● WHAT YOU NEED TO DO
All lines with the word "collect" are to be found and copied from the listing.

=== Begin Enclosure ===

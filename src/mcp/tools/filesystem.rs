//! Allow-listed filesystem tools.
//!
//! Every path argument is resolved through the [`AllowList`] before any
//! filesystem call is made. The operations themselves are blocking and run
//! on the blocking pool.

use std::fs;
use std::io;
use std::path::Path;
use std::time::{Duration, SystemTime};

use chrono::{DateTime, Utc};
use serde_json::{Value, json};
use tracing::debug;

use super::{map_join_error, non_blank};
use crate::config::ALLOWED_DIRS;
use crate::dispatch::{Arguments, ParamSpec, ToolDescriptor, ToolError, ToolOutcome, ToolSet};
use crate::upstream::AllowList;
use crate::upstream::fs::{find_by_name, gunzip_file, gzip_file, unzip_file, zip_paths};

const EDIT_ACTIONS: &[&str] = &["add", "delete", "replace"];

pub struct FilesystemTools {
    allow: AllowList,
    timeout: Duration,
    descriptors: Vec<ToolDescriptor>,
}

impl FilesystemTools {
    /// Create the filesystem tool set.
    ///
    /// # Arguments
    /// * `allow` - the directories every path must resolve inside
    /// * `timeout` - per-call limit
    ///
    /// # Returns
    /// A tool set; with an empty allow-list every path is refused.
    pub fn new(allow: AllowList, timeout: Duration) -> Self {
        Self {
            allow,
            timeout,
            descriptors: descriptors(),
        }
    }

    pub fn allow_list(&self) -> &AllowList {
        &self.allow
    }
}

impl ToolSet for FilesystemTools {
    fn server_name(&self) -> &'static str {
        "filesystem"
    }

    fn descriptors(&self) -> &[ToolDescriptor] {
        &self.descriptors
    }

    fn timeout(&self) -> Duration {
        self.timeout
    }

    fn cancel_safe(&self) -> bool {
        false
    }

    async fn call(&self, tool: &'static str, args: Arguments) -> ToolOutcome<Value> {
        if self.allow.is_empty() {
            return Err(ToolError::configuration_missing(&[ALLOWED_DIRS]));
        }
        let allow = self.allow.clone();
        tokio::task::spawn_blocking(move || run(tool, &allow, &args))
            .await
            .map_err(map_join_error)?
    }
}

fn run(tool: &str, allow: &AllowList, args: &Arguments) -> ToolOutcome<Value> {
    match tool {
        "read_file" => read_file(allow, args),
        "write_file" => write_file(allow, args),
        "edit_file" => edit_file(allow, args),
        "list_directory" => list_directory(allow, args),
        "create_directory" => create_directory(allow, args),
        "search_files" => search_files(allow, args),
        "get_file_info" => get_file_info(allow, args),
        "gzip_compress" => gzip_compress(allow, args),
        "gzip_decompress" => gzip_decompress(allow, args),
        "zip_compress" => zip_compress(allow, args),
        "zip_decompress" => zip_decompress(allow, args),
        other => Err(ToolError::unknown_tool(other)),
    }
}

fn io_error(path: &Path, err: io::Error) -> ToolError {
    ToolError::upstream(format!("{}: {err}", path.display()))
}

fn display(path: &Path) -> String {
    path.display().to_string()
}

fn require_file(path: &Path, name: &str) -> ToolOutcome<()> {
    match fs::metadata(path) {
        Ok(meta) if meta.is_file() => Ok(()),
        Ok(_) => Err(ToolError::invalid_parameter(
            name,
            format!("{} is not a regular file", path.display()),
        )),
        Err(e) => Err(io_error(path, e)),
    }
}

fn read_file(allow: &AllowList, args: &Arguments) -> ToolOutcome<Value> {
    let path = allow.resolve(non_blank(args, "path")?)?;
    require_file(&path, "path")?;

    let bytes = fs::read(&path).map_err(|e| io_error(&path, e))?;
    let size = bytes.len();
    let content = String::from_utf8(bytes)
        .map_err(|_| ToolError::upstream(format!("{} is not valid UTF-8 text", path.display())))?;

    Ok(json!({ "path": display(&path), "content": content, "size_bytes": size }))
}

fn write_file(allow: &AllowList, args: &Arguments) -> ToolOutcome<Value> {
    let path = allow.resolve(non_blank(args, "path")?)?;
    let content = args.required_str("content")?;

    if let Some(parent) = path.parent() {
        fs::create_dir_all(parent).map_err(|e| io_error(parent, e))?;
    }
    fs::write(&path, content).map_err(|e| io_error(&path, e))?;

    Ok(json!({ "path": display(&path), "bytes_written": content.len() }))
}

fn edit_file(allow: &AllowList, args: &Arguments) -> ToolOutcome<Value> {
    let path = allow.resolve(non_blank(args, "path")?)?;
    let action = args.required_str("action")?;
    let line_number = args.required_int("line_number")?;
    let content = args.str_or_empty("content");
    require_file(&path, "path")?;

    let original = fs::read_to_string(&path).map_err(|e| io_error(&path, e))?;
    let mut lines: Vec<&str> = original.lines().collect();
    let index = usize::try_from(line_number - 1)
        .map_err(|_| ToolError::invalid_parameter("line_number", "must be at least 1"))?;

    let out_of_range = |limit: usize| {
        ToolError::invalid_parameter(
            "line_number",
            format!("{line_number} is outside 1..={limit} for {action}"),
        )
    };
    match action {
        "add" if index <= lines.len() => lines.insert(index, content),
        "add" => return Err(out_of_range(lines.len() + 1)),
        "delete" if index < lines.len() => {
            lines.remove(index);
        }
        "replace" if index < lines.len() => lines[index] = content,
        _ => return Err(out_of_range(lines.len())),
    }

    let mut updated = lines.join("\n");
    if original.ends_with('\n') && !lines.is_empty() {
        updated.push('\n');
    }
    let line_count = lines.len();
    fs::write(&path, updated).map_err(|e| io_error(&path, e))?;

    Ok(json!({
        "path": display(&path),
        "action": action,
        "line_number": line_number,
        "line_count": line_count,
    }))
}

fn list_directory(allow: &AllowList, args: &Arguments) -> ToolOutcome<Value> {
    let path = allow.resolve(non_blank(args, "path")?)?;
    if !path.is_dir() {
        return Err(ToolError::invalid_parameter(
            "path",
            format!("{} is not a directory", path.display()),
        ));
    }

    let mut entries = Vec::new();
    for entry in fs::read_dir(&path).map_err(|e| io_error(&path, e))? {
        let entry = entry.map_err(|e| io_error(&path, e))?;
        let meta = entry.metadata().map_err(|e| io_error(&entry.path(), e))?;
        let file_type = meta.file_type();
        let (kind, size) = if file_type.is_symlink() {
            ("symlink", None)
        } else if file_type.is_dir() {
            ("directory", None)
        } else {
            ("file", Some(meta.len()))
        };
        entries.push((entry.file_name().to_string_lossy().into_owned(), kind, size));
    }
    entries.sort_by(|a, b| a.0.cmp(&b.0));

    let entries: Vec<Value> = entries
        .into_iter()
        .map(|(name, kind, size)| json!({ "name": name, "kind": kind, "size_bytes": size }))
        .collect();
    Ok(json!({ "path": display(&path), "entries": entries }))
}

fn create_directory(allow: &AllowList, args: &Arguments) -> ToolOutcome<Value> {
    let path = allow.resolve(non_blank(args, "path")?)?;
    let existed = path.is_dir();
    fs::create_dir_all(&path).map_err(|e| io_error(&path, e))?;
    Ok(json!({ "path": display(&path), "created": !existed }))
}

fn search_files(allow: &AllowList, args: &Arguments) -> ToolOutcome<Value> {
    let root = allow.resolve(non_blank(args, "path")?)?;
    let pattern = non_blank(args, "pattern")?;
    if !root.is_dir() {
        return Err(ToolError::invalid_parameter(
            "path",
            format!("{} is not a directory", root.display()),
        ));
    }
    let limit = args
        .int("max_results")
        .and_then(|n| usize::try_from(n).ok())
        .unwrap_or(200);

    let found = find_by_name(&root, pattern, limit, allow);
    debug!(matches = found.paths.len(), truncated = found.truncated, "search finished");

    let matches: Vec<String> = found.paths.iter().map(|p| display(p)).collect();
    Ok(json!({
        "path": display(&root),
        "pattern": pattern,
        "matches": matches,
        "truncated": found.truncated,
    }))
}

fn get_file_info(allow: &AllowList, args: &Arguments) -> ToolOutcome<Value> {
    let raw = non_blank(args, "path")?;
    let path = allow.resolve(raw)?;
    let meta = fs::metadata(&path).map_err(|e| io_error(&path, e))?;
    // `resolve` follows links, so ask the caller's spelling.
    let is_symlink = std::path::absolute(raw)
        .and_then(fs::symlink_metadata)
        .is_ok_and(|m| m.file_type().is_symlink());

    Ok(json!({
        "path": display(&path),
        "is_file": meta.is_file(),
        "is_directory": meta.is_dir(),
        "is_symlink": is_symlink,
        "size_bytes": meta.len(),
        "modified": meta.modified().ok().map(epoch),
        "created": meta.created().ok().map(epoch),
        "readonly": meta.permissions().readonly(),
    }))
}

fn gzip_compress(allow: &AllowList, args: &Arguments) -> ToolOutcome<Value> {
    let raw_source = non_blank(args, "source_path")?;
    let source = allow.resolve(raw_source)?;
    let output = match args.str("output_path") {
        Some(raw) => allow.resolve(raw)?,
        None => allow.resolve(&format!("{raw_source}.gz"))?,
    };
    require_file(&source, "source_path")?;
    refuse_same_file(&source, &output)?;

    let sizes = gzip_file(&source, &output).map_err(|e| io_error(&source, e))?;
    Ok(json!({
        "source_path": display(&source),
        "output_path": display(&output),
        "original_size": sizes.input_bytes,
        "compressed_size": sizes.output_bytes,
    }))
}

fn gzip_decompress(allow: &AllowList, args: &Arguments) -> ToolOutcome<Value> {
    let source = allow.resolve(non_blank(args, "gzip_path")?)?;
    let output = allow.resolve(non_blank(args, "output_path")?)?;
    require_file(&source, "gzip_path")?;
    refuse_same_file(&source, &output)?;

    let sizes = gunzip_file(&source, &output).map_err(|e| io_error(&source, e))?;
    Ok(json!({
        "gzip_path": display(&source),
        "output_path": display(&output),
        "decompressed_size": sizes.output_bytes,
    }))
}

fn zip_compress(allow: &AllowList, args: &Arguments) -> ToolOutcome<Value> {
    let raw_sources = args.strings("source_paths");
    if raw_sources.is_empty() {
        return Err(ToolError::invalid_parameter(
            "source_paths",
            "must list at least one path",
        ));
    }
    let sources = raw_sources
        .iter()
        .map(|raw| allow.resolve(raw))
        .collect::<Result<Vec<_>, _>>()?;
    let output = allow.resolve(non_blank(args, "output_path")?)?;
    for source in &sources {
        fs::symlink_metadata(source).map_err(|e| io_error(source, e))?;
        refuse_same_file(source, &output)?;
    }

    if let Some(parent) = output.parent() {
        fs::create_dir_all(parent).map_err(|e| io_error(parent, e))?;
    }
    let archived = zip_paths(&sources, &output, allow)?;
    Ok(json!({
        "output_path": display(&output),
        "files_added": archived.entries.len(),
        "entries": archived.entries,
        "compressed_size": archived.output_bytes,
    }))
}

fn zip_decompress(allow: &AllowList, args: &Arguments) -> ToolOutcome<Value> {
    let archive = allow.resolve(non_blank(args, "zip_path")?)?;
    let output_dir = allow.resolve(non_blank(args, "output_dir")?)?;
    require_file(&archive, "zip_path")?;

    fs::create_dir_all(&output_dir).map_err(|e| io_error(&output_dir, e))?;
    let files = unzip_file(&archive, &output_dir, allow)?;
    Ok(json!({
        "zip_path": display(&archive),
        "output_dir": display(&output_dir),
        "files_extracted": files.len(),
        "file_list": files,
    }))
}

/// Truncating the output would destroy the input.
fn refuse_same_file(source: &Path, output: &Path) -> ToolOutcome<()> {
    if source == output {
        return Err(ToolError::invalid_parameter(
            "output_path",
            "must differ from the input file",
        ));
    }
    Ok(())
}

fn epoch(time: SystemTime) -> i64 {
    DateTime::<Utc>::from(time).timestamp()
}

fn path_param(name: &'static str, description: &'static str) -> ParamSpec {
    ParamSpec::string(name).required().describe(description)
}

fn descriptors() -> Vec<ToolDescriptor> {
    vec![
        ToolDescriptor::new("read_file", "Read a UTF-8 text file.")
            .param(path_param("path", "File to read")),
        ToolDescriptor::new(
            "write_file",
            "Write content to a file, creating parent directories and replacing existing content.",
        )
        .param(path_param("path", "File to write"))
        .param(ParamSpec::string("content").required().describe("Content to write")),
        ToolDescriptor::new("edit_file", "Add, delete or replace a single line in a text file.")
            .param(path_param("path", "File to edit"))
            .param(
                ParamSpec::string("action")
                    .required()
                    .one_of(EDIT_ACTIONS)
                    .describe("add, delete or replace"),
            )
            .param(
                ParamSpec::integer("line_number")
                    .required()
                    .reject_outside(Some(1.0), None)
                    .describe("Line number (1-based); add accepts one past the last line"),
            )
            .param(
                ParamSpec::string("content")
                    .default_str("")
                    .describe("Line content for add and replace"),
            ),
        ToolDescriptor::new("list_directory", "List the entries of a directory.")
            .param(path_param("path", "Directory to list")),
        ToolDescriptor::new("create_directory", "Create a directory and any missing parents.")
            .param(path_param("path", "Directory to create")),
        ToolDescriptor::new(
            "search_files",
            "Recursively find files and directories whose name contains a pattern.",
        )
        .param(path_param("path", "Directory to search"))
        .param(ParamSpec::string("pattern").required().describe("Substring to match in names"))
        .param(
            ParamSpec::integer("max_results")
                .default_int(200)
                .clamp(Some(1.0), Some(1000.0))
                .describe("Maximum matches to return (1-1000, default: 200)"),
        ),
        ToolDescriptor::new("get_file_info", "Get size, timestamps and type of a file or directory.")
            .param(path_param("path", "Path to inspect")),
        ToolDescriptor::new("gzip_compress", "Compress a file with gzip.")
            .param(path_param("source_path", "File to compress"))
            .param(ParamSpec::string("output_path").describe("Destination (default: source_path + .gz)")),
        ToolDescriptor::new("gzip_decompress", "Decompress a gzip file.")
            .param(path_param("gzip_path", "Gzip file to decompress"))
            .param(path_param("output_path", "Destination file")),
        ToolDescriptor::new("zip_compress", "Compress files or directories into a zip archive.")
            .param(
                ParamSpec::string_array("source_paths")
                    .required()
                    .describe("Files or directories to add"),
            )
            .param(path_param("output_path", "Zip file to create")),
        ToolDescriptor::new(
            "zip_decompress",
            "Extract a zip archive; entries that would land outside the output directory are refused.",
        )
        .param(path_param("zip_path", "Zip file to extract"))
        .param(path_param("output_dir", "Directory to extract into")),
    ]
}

=== End Enclosure ===
=== Begin Enclosure ===

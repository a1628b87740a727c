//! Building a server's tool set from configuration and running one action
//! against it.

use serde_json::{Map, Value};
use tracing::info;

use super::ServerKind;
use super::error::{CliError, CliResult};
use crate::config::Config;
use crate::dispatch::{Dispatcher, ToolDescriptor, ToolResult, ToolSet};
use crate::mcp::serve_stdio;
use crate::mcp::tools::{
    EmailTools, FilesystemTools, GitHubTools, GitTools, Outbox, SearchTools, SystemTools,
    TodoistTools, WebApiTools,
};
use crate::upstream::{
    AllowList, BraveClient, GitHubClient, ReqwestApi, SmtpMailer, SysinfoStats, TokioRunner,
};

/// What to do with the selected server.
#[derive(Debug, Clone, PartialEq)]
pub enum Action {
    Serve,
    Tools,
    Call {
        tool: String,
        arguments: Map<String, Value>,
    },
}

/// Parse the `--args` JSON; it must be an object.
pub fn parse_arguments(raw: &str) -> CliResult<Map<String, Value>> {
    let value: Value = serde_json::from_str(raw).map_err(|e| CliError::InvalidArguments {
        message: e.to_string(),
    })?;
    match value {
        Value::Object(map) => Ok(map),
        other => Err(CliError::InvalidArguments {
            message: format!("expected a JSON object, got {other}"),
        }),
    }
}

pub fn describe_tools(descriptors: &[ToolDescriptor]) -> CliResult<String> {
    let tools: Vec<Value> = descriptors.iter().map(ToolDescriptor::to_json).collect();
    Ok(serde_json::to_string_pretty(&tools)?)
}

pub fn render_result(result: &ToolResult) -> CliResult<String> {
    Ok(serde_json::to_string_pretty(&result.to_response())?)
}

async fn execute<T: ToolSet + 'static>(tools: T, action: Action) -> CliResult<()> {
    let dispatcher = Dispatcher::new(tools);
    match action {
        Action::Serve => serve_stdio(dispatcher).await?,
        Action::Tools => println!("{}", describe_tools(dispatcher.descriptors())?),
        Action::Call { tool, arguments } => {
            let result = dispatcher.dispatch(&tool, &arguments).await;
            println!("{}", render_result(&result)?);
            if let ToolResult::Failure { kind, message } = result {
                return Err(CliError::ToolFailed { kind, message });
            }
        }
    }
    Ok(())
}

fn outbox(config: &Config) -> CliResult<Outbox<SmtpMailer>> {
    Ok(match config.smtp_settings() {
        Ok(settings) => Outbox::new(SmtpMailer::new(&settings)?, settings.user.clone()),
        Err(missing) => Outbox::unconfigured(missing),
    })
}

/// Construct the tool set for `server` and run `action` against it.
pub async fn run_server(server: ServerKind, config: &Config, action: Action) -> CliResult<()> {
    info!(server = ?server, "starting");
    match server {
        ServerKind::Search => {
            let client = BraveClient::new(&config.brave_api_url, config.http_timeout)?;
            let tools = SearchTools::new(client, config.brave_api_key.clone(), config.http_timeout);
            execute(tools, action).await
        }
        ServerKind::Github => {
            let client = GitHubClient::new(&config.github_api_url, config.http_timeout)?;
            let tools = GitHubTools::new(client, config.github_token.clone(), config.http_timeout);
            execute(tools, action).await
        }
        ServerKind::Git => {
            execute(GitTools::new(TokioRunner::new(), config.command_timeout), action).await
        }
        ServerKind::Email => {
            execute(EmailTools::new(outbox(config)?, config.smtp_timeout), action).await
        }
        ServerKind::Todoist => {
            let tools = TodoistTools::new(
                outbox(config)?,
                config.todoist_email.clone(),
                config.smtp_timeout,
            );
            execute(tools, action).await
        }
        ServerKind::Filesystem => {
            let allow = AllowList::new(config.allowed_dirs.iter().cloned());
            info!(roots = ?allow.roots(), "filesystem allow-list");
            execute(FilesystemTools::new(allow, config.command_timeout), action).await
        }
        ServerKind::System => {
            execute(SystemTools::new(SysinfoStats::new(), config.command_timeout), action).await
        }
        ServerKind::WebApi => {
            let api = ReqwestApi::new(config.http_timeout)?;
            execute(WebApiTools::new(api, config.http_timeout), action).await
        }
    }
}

=== End Enclosure ===

● OUTPUT FOR THIS TASK
    let mut lines: Vec<&str> = original.lines().collect();
        .collect();
    let matches: Vec<String> = found.paths.iter().map(|p| display(p)).collect();
        .collect::<Result<Vec<_>, _>>()?;
    let tools: Vec<Value> = descriptors.iter().map(ToolDescriptor::to_json).collect();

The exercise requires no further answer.